Tropical Storm Harold made landfall on the south-east coast of Texas on Tuesday, bringing more heavy rain and high winds to the southern US.

The storm has dumped up to 7in (17.7cm) of rain in some parts of the state.

By late Tuesday afternoon, the storm had been downgraded to a tropical depression, but heavy rains continued.

More than 23,000 people were without power in the Lone Star state on Tuesday night.

The Texas deluge arrived a day after historic amounts of rain flooded parts of the south-western US.

California and Nevada were cleaning up on Tuesday after seeing historic amounts of rain from Storm Hilary, which caused widespread flooding.

Tropical Storm Harold made landfall on Tuesday morning local time on Texas' Padre Island in the Gulf of Mexico.
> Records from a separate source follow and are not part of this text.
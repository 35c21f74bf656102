use crate::matcher::Selection;
use error_set::error_set;
use std::fmt::Write as _;
use std::path::Path;

error_set! {
    /// Errors from writing the incremental profile
    EmitError := {
        #[display("Failed to write {path}: {message}")]
        WriteFailed { path: String, message: String },
    }
}

/// Mode written on the first line of the incremental profile.
#[derive(Debug, Clone, Copy, Default, PartialEq, Eq)]
pub enum ModeHeader {
    /// Always `mode: count`, whatever the input declared
    #[default]
    Count,
    /// Repeat the mode declared by the input profile
    FromInput,
}

impl ModeHeader {
    pub fn resolve(self, input_mode: &str) -> &str {
        match self {
            ModeHeader::Count => "count",
            ModeHeader::FromInput => input_mode,
        }
    }
}

/// Render selections as profile text: the mode line, then one line per block.
pub fn render(mode: &str, selections: &[Selection<'_>]) -> String {
    let mut out = format!("mode: {mode}\n");
    for selection in selections {
        // Writing into a String cannot fail
        let _ = writeln!(out, "{}:{}", selection.file, selection.block);
    }
    out
}

/// Create or truncate `path` and write `contents` to it
pub fn write_profile(path: &Path, contents: &str) -> Result<(), EmitError> {
    std::fs::write(path, contents).map_err(|e| EmitError::WriteFailed {
        path: path.display().to_string(),
        message: e.to_string(),
    })
}

#[cfg(test)]
#[allow(clippy::unwrap_used)]
mod tests {
    use super::*;
    use crate::profile::CoverageBlock;
    use similar_asserts::assert_eq;

    static BLOCKS: [CoverageBlock; 2] = [
        CoverageBlock {
            start_line: 12,
            start_col: 5,
            end_line: 14,
            end_col: 1,
            num_stmt: 2,
            count: 7,
        },
        CoverageBlock {
            start_line: 16,
            start_col: 2,
            end_line: 18,
            end_col: 3,
            num_stmt: 1,
            count: 0,
        },
    ];

    #[test]
    fn render_without_selections() {
        assert_eq!(render("count", &[]), "mode: count\n");
    }

    #[test]
    fn render_selected_blocks() {
        let selections = [
            Selection {
                file: "example.com/m/pkg/x.go",
                block: &BLOCKS[0],
            },
            Selection {
                file: "example.com/m/pkg/y.go",
                block: &BLOCKS[1],
            },
        ];
        insta::assert_snapshot!(render("count", &selections), @r"
        mode: count
        example.com/m/pkg/x.go:12.5,14.1 2 7
        example.com/m/pkg/y.go:16.2,18.3 1 0
        ");
    }

    #[test]
    fn mode_header_resolution() {
        assert_eq!(ModeHeader::Count.resolve("atomic"), "count");
        assert_eq!(ModeHeader::FromInput.resolve("atomic"), "atomic");
        assert_eq!(ModeHeader::default(), ModeHeader::Count);
    }

    #[test]
    fn write_truncates_existing_file() {
        let dir = tempfile::tempdir().unwrap();
        let path = dir.path().join("increment_coverage.out");
        std::fs::write(&path, "mode: set\nstale:1.1,2.2 1 1\nmore stale lines\n").unwrap();

        write_profile(&path, "mode: count\n").unwrap();
        assert_eq!(std::fs::read_to_string(&path).unwrap(), "mode: count\n");
    }

    #[test]
    fn write_into_missing_directory_fails() {
        let dir = tempfile::tempdir().unwrap();
        let path = dir.path().join("missing").join("increment_coverage.out");
        let result = write_profile(&path, "mode: count\n");
        assert!(matches!(result, Err(EmitError::WriteFailed { .. })));
    }
}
Tropical storm warnings had been issued from the Rio Grande river - along the state's southern boundary - to roughly 250 miles (400km) north, to the community of Port O'Connor.

Scattered instances of flash flooding were still a threat, the NWS warned.

Texas Governor Greg Abbott said the state had deployed emergency resources including rescue boats, search-and-rescue teams and platoons from the state National Guard.

Wind gusts of 59 mph were reported outside of Corpus Christi.

The storm was expected to continue to carry rain, wind and hail farther inland as it tracks westward across the hot and dry Texas landscape.

Rain was expected to taper off on Wednesday.

As Texans endure the deluge, weather officials have warned of yet another tropical storm - Franklin - currently some 230 miles east off the coast of the Dominican Republican.

Up to 6in of rain from Franklin is predicted to fall in Puerto Rico from Wednesday.